=== EXERCISE AIM ===
Among the entries that follow, some lines contain the word "eval". Show all of them.

=== PROVIDED MATERIAL ===
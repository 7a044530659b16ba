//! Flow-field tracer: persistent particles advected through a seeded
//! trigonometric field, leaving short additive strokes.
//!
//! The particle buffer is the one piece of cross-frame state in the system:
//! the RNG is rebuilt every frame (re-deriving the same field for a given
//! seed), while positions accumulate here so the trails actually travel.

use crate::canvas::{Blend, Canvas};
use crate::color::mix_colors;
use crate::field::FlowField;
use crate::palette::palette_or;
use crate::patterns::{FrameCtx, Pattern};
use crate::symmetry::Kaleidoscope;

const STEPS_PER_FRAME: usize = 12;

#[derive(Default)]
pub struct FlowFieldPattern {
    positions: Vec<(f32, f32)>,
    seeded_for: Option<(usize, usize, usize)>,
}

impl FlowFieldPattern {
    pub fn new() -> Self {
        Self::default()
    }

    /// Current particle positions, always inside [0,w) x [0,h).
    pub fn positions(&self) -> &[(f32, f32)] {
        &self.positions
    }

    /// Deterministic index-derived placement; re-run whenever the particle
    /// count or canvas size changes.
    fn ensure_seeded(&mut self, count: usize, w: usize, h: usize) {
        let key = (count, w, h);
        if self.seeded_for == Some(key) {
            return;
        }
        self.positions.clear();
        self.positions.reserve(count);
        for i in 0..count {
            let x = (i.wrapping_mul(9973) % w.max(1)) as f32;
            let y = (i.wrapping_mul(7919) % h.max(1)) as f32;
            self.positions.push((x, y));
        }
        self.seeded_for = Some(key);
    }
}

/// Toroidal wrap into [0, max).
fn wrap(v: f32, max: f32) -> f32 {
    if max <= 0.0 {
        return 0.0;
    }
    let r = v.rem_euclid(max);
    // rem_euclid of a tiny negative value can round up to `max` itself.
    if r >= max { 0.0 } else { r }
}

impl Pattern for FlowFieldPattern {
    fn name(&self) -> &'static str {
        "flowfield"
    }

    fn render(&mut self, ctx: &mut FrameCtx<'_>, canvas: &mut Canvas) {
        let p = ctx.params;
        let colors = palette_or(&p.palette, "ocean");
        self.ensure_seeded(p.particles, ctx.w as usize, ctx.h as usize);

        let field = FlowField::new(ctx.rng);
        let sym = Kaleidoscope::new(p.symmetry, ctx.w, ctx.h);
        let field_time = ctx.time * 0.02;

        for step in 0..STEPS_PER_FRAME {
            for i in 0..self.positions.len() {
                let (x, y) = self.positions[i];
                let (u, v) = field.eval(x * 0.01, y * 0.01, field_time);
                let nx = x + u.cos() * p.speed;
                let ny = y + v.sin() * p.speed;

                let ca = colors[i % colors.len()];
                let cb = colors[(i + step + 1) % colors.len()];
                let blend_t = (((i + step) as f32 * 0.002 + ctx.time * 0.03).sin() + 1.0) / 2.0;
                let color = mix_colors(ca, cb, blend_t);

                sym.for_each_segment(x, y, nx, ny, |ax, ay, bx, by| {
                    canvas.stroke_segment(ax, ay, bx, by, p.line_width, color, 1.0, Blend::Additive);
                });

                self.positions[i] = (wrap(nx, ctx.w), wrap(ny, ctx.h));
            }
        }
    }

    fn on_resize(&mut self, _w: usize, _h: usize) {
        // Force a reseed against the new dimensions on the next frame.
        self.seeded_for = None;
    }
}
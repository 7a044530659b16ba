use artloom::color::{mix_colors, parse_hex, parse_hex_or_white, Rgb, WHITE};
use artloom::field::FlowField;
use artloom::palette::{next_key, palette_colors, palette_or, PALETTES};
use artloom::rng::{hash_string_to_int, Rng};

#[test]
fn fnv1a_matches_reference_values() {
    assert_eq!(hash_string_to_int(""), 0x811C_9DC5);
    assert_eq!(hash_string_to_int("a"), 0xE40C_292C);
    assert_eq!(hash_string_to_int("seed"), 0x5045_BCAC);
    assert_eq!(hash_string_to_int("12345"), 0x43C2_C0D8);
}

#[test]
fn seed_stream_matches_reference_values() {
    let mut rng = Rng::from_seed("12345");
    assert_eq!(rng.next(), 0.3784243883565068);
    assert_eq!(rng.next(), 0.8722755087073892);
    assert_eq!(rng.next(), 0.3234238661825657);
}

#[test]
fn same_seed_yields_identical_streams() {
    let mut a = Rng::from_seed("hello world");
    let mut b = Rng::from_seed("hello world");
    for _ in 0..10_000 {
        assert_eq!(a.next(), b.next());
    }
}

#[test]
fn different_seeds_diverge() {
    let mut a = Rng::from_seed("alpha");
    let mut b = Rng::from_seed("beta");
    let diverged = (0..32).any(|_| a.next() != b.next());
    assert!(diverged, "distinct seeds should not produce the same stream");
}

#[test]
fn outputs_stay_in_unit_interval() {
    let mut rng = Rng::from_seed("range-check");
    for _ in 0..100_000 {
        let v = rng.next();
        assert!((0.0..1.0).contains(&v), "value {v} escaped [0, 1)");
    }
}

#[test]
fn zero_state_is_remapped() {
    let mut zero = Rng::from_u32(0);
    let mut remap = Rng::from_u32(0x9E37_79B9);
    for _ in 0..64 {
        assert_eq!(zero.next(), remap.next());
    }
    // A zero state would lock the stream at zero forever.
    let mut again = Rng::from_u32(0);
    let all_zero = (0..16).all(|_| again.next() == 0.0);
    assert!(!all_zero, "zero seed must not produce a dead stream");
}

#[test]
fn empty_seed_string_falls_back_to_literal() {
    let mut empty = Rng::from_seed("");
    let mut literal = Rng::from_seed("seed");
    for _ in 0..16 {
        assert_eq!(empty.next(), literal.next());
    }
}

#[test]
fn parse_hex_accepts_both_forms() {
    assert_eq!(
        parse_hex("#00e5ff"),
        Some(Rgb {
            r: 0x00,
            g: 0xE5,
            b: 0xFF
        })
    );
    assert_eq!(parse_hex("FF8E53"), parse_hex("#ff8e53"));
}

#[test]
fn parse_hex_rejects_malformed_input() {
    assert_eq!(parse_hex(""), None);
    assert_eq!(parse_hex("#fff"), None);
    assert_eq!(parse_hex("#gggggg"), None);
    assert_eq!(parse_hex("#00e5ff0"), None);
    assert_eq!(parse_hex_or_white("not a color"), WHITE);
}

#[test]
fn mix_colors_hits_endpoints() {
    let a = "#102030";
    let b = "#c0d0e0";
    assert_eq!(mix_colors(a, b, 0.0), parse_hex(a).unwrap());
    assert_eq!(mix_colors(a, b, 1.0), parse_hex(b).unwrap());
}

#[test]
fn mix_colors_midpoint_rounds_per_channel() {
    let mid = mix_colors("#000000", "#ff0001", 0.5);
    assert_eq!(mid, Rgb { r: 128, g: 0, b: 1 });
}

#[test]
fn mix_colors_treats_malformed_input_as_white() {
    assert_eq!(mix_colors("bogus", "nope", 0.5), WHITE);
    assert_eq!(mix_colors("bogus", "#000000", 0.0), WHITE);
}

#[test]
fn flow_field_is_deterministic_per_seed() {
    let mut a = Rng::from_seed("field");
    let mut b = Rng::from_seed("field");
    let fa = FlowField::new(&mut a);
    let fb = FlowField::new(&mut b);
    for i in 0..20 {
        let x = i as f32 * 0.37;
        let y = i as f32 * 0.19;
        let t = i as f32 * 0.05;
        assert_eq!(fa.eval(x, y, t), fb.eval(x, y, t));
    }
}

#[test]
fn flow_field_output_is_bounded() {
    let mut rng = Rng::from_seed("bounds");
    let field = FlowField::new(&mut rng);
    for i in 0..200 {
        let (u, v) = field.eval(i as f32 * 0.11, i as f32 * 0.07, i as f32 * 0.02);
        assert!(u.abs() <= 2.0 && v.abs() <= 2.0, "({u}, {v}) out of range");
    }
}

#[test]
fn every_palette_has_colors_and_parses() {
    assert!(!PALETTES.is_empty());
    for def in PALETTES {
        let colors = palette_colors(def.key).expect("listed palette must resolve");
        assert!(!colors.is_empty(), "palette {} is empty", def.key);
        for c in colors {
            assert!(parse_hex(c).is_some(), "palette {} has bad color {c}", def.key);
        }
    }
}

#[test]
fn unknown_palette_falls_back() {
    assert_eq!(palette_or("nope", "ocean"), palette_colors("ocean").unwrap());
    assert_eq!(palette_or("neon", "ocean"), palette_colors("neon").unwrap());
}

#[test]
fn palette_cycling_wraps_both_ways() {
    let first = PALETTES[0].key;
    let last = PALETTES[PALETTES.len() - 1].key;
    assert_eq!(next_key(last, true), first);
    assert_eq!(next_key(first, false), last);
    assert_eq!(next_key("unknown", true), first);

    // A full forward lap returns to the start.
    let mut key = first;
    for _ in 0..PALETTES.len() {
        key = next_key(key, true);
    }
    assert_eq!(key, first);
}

==

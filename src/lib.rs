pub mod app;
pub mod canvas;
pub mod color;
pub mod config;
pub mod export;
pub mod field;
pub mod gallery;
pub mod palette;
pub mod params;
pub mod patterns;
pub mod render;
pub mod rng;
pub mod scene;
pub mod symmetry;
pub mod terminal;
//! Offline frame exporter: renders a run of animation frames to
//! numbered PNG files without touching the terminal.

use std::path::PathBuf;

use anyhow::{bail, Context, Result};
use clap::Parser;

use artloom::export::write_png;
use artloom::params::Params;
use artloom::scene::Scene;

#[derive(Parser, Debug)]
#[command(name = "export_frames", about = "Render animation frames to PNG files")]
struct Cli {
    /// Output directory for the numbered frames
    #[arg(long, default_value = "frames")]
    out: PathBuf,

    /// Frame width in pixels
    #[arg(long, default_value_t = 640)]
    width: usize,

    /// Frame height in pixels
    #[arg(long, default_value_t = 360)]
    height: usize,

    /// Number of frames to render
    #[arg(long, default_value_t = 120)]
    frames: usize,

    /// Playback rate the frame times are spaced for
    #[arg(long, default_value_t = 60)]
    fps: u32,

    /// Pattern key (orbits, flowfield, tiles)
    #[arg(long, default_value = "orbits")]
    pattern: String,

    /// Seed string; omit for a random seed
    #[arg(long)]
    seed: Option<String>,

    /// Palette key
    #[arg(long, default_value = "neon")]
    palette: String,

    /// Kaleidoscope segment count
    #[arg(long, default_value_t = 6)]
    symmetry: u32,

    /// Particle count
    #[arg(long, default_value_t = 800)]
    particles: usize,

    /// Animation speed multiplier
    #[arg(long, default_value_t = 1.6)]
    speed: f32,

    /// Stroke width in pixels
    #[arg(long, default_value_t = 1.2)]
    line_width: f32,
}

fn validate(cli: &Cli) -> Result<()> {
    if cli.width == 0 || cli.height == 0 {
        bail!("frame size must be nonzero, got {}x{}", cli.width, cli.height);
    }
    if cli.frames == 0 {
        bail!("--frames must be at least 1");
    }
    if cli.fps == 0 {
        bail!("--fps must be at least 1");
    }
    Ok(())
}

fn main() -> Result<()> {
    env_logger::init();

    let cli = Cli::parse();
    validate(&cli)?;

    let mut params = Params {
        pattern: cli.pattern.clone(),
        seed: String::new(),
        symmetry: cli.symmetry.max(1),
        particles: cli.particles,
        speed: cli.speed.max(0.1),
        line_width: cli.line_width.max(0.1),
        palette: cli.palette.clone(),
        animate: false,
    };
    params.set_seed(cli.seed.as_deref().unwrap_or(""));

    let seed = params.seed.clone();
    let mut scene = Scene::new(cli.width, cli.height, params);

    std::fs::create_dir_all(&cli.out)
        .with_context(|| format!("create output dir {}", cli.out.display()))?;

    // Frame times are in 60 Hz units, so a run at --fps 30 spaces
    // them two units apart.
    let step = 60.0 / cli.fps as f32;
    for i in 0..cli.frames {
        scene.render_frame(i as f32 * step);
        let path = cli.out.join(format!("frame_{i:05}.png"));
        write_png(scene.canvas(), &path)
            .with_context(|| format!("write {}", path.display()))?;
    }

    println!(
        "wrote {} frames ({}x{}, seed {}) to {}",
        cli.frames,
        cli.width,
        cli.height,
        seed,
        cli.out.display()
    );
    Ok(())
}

=== OUTPUT OF THE EXERCISE ===
                let (u, v) = field.eval(x * 0.01, y * 0.01, field_time);
        assert_eq!(fa.eval(x, y, t), fb.eval(x, y, t));
        let (u, v) = field.eval(i as f32 * 0.11, i as f32 * 0.07, i as f32 * 0.02);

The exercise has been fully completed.